Une mère et sa fille de 10 ans ont perdu la vie dans une collision sur la route 155 à La Tuque pendant la période des Fêtes.

Pour améliorer la 155

Lettre adressée au ministre des Transports, de la Mobilité durable et de l'Électrification des transports, Laurent Lessard.
Je suis un technicien en génie civil de 35 ans d'expérience dans la mécanique des sols ayant travaillé sur les réseaux routiers et la construction des lignes à haute tension. 
Tout ça pour vous dire que j'ai traversé le Québec de long en large pendant plusieurs années.
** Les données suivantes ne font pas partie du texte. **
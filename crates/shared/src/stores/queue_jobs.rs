//! Durable queue-job record store
//!
//! The Redis lists are transport only; these rows are what the read API and
//! the stalled-job reclaimer see.

use anyhow::{Context, Result};
use chrono::{DateTime, Utc};
use serde::Serialize;

use crate::models::{JobStatus, QueueJobRecord};
use crate::DbPool;

/// Progress snapshot emitted at pipeline phase boundaries
#[derive(Debug, Clone, Serialize)]
pub struct JobProgress {
    pub phase: String,
    pub processed: u64,
    pub total: u64,
    pub current_file_name: Option<String>,
}

pub struct QueueJobStore;

impl QueueJobStore {
    /// Transition a job to active and stamp its heartbeat
    pub async fn mark_active(pool: &DbPool, job_id: &str, attempts_made: i32) -> Result<()> {
        sqlx::query(
            r#"
            UPDATE queue_jobs SET
                status = 'active',
                attempts_made = $2,
                heartbeat_at = NOW(),
                updated_at = NOW()
            WHERE id = $1
            "#,
        )
        .bind(job_id)
        .bind(attempts_made)
        .execute(pool)
        .await
        .context("Failed to mark job active")?;

        Ok(())
    }

    /// Refresh the heartbeat so the stalled reclaimer leaves the job alone
    pub async fn heartbeat(pool: &DbPool, job_id: &str) -> Result<()> {
        sqlx::query(
            r#"
            UPDATE queue_jobs SET heartbeat_at = NOW(), updated_at = NOW()
            WHERE id = $1 AND status = 'active'
            "#,
        )
        .bind(job_id)
        .execute(pool)
        .await
        .context("Failed to heartbeat job")?;

        Ok(())
    }

    /// Terminal success with the processor's return value
    pub async fn complete(
        pool: &DbPool,
        job_id: &str,
        return_value: Option<&serde_json::Value>,
    ) -> Result<()> {
        sqlx::query(
            r#"
            UPDATE queue_jobs SET
                status = 'completed',
                return_value = $2,
                updated_at = NOW()
            WHERE id = $1
            "#,
        )
        .bind(job_id)
        .bind(return_value)
        .execute(pool)
        .await
        .context("Failed to complete job")?;

        Ok(())
    }

    /// Failure that will be retried after `scheduled_at`
    pub async fn fail_retryable(
        pool: &DbPool,
        job_id: &str,
        reason: &str,
        scheduled_at: DateTime<Utc>,
    ) -> Result<()> {
        sqlx::query(
            r#"
            UPDATE queue_jobs SET
                status = 'delayed',
                failed_reason = $2,
                scheduled_at = $3,
                updated_at = NOW()
            WHERE id = $1
            "#,
        )
        .bind(job_id)
        .bind(reason)
        .bind(scheduled_at)
        .execute(pool)
        .await
        .context("Failed to mark job for retry")?;

        Ok(())
    }

    /// Terminal failure after the retry budget is spent
    pub async fn fail_terminal(pool: &DbPool, job_id: &str, reason: &str) -> Result<()> {
        sqlx::query(
            r#"
            UPDATE queue_jobs SET
                status = 'failed',
                failed_reason = $2,
                updated_at = NOW()
            WHERE id = $1
            "#,
        )
        .bind(job_id)
        .bind(reason)
        .execute(pool)
        .await
        .context("Failed to mark job failed")?;

        Ok(())
    }

    /// Record a progress snapshot at a pipeline phase boundary
    pub async fn update_progress(
        pool: &DbPool,
        job_id: &str,
        progress: &JobProgress,
    ) -> Result<()> {
        let value = serde_json::to_value(progress).context("Failed to serialize progress")?;

        sqlx::query(
            r#"
            UPDATE queue_jobs SET progress = $2, updated_at = NOW()
            WHERE id = $1
            "#,
        )
        .bind(job_id)
        .bind(value)
        .execute(pool)
        .await
        .context("Failed to update job progress")?;

        Ok(())
    }

    /// Jobs view for the read API
    pub async fn list(
        pool: &DbPool,
        limit: i64,
        offset: i64,
        queue: Option<&str>,
        status: Option<JobStatus>,
    ) -> Result<Vec<QueueJobRecord>> {
        let jobs = sqlx::query_as::<_, QueueJobRecord>(
            r#"
            SELECT * FROM queue_jobs
            WHERE ($3::TEXT IS NULL OR queue = $3)
              AND ($4::TEXT IS NULL OR status = $4)
            ORDER BY created_at DESC
            LIMIT $1 OFFSET $2
            "#,
        )
        .bind(limit)
        .bind(offset)
        .bind(queue)
        .bind(status.map(|s| s.to_string()))
        .fetch_all(pool)
        .await
        .context("Failed to list queue jobs")?;

        Ok(jobs)
    }

    /// Find one job record
    pub async fn find_by_id(pool: &DbPool, job_id: &str) -> Result<Option<QueueJobRecord>> {
        let job = sqlx::query_as::<_, QueueJobRecord>(
            r#"
            SELECT * FROM queue_jobs WHERE id = $1
            "#,
        )
        .bind(job_id)
        .fetch_optional(pool)
        .await
        .context("Failed to find queue job")?;

        Ok(job)
    }

    /// Active jobs whose heartbeat is older than `stalled_after`: their
    /// worker died. Flip them back to waiting and return them for
    /// re-delivery; the lost attempt stays counted.
    pub async fn reclaim_stalled(
        pool: &DbPool,
        queue: &str,
        stalled_after: chrono::Duration,
    ) -> Result<Vec<QueueJobRecord>> {
        let cutoff = Utc::now() - stalled_after;

        let jobs = sqlx::query_as::<_, QueueJobRecord>(
            r#"
            UPDATE queue_jobs SET
                status = 'waiting',
                heartbeat_at = NULL,
                updated_at = NOW()
            WHERE queue = $1 AND status = 'active' AND heartbeat_at < $2
            RETURNING *
            "#,
        )
        .bind(queue)
        .bind(cutoff)
        .fetch_all(pool)
        .await
        .context("Failed to reclaim stalled jobs")?;

        Ok(jobs)
    }

    /// Per-status counts for queue-depth gauges
    pub async fn count_by_status(pool: &DbPool, queue: &str) -> Result<Vec<(String, i64)>> {
        let rows: Vec<(String, i64)> = sqlx::query_as(
            r#"
            SELECT status, COUNT(*) FROM queue_jobs
            WHERE queue = $1
            GROUP BY status
            "#,
        )
        .bind(queue)
        .fetch_all(pool)
        .await
        .context("Failed to count jobs by status")?;

        Ok(rows)
    }
}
J'ai connu la route 155 à l'époque où il y avait 90 milles de gravier entre La Tuque et le lac Saint-Jean.
Cette route, je ne la connais pas comme les camionneurs qui l'empruntent depuis des dizaines d'années, mais je l'ai empruntée quelques centaines de fois. J'ai constaté les investissements judicieux qui l'ont rendue plus sécuritaire. 
Chaque année, il y a une augmentation de véhicules sur les routes du Québec, il y a donc encore des zones où il faut faire plus.
Toutefois, là où il y a eu des accidents mortels, c'est où on remarquait des déviations ou des dénivellations. Par exemple, une longue courbe surmontée d'une colline. 
En période où il neige et où la température avoisine le point de congélation, la chaussée devient une vraie patinoire; il devient impossible de redresser un véhicule, dans la section où les accidents se produisent.
Je me souviens que cette section de route était plus facile à évaluer de nuit, parce que s'il y avait un véhicule qui arrivait en sens inverse, c'était les lumières qui donnaient le signal de danger.
Si la chaussée en direction sud était élargie à deux voies, avec une signalisation appropriée qui élimine le dépassement sur ce tronçon, ajouté à une coupe de quelques mètres de végétation dans la colline, ce serait déjà beaucoup mieux et ça se paierait tout seul, si on pense aux conséquences des accidents coûteux humainement et financièrement.
Merci de votre délicate attention, monsieur le ministre.